Given the type of story that I’m telling, I also need to revise the axes. I’m okay with having the week # as part of the X-axis as the dataset is tracking these numbers week by week, but I don’t think having the y-axis being total # of bikes is that useful.
Part of this is how messy the scale is, but the other part is that I’m more concerned about the reader understanding the magnitude of change between 2019 and 2020 rather then the number of bikes in each year. As a result, I need a better way of understanding the difference between the two.
How I made it better
I created my revised visualizaton in Tableau to gain more practice with the software. You can see a couple of changes with the chart.
When I was exploring the provided dataset, I found a value (change from 2019 to 2020) that was useful for my story: this value was a percentage increase (or decrease) based on the number of bikes in each week, comparing 2019 to 2020.
A number of different things changed as a result. The first is that Y-Axis, which had once been crowded with numbers, changed into an evenly spaced Percentage marker. Because percentages aren’t what comes to mind when thinking about scales of measurement, I also took it upon myself to label one of the largest data points, the first week of Covid restrictions, with how big the percentage increase was.
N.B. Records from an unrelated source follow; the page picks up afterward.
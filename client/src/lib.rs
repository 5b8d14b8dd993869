//! # bookbazaar-client
//!
//! Leptos + WASM frontend for the BookBazaar student book exchange.
//!
//! This crate contains the pages, components, view state and network helpers
//! for the community message board, the site navbar and the home page. It is
//! server-rendered by `bookbazaar-server` (feature `ssr`) and hydrated in the
//! browser (feature `hydrate`).

pub mod app;
pub mod components;
pub mod net;
pub mod pages;
pub mod state;
pub mod util;

/// WASM entry point: install browser logging and hydrate the server markup.
#[cfg(feature = "hydrate")]
#[wasm_bindgen::prelude::wasm_bindgen]
pub fn hydrate() {
    console_error_panic_hook::set_once();
    let _ = console_log::init_with_level(log::Level::Info);
    log::info!("hydrating bookbazaar client");
    leptos::mount::hydrate_body(app::App);
}
use super::*;

#[test]
fn normalize_base_url_strips_whitespace_and_trailing_slash() {
    assert_eq!(
        normalize_base_url(" https://api.example.test/api/messages/ "),
        "https://api.example.test/api/messages"
    );
}

#[test]
fn default_base_url_is_already_normalized() {
    assert_eq!(normalize_base_url(DEFAULT_API_BASE_URL), DEFAULT_API_BASE_URL);
}

#[test]
fn list_messages_endpoint_appends_hello() {
    assert_eq!(
        list_messages_endpoint("https://api.example.test/api/messages"),
        "https://api.example.test/api/messages/hello"
    );
}

#[test]
fn create_message_endpoint_is_collection_root() {
    assert_eq!(
        create_message_endpoint("https://api.example.test/api/messages"),
        "https://api.example.test/api/messages"
    );
}

#[test]
fn success_status_covers_2xx_and_3xx() {
    assert!(is_success_status(200));
    assert!(is_success_status(201));
    assert!(is_success_status(304));
    assert!(!is_success_status(404));
    assert!(!is_success_status(500));
    assert!(!is_success_status(199));
}

#[test]
fn request_failure_displays_status_code() {
    assert_eq!(RequestFailure::Status(500).to_string(), "500");
}

#[test]
fn request_failure_displays_transport_message() {
    assert_eq!(RequestFailure::Transport("Failed to fetch".to_owned()).to_string(), "Failed to fetch");
}
//! REST helpers for the community message backend.
//!
//! Client-side (hydrate): real HTTP calls via `gloo-net`.
//! Server-side (SSR): stubs returning an error, since the board only loads
//! after hydration in the browser.
//!
//! ERROR HANDLING
//! ==============
//! Callers get `Result` outputs instead of panics. A non-2xx response maps to
//! `RequestFailure::Status` so the view can surface the HTTP code; anything
//! that fails before a status is known maps to `RequestFailure::Transport`.

#![allow(clippy::unused_async)]

#[cfg(test)]
#[path = "api_test.rs"]
mod api_test;

use super::types::{Message, NewMessage};

/// Backend collection endpoint used when `BOOKBAZAAR_API_URL` is not set at
/// build time.
pub const DEFAULT_API_BASE_URL: &str = "https://book-bazaar-backend-nem0.onrender.com/api/messages";

/// Why a backend request did not produce a usable response.
#[derive(Clone, Debug, PartialEq, Eq, thiserror::Error)]
pub enum RequestFailure {
    /// The backend answered with a non-success status.
    #[error("{0}")]
    Status(u16),
    /// The request never produced a status (network, CORS, bad JSON).
    #[error("{0}")]
    Transport(String),
}

/// Resolved collection base URL, trimmed of whitespace and trailing `/`.
pub fn api_base_url() -> String {
    normalize_base_url(option_env!("BOOKBAZAAR_API_URL").unwrap_or(DEFAULT_API_BASE_URL))
}

fn normalize_base_url(raw: &str) -> String {
    raw.trim().trim_end_matches('/').to_owned()
}

#[cfg(any(test, feature = "hydrate"))]
fn list_messages_endpoint(base: &str) -> String {
    format!("{base}/hello")
}

#[cfg(any(test, feature = "hydrate"))]
fn create_message_endpoint(base: &str) -> String {
    base.to_owned()
}

/// Any 2xx or 3xx status counts as success.
#[cfg(any(test, feature = "hydrate"))]
fn is_success_status(status: u16) -> bool {
    (200..400).contains(&status)
}

/// Fetch the full, backend-ordered message list via `GET <base>/hello`.
///
/// # Errors
///
/// Returns `RequestFailure::Status` on a non-success response and
/// `RequestFailure::Transport` if the request or body decoding fails.
pub async fn fetch_messages() -> Result<Vec<Message>, RequestFailure> {
    #[cfg(feature = "hydrate")]
    {
        let url = list_messages_endpoint(&api_base_url());
        let resp = gloo_net::http::Request::get(&url)
            .send()
            .await
            .map_err(|e| RequestFailure::Transport(e.to_string()))?;
        if !is_success_status(resp.status()) {
            return Err(RequestFailure::Status(resp.status()));
        }
        resp.json::<Vec<Message>>()
            .await
            .map_err(|e| RequestFailure::Transport(e.to_string()))
    }
    #[cfg(not(feature = "hydrate"))]
    {
        Err(RequestFailure::Transport("not available on server".to_owned()))
    }
}

/// Create a message via `POST <base>` and return the stored record.
///
/// # Errors
///
/// Returns `RequestFailure::Status` on a non-success response and
/// `RequestFailure::Transport` if the request or body decoding fails.
pub async fn post_message(payload: &NewMessage) -> Result<Message, RequestFailure> {
    #[cfg(feature = "hydrate")]
    {
        let url = create_message_endpoint(&api_base_url());
        let resp = gloo_net::http::Request::post(&url)
            .json(payload)
            .map_err(|e| RequestFailure::Transport(e.to_string()))?
            .send()
            .await
            .map_err(|e| RequestFailure::Transport(e.to_string()))?;
        if !is_success_status(resp.status()) {
            return Err(RequestFailure::Status(resp.status()));
        }
        let body: super::types::CreatedMessage = resp
            .json()
            .await
            .map_err(|e| RequestFailure::Transport(e.to_string()))?;
        Ok(body.data)
    }
    #[cfg(not(feature = "hydrate"))]
    {
        let _ = payload;
        Err(RequestFailure::Transport("not available on server".to_owned()))
    }
}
To make the bike counts pre and post Covid easier to compare, I highlighted pre and post Covid declaration in two colors, Blue and Orange, to showcase the effect on biking that Covid lockdowns had.
How I might improve this further
While the visualization was improved a fair amount, there are a number of things that I could do to further improve this if I was allotted more time and resources.
One of the first things I would do would be to bring another dataset, specifically about Remote Work in the UK, into the equation. It might add an additional layer of depth as it comes to understanding why there was such a huge boom on one particular week.
The other thing I might want to do is incorporate other aspects of the dataset if I decided to shift my focus. In addition to biking, the dataset also had the pedestrian counts for 2020 (i.e. hikers), as well as the change from 2019 to 2020. This might be a useful thing to look at given more time.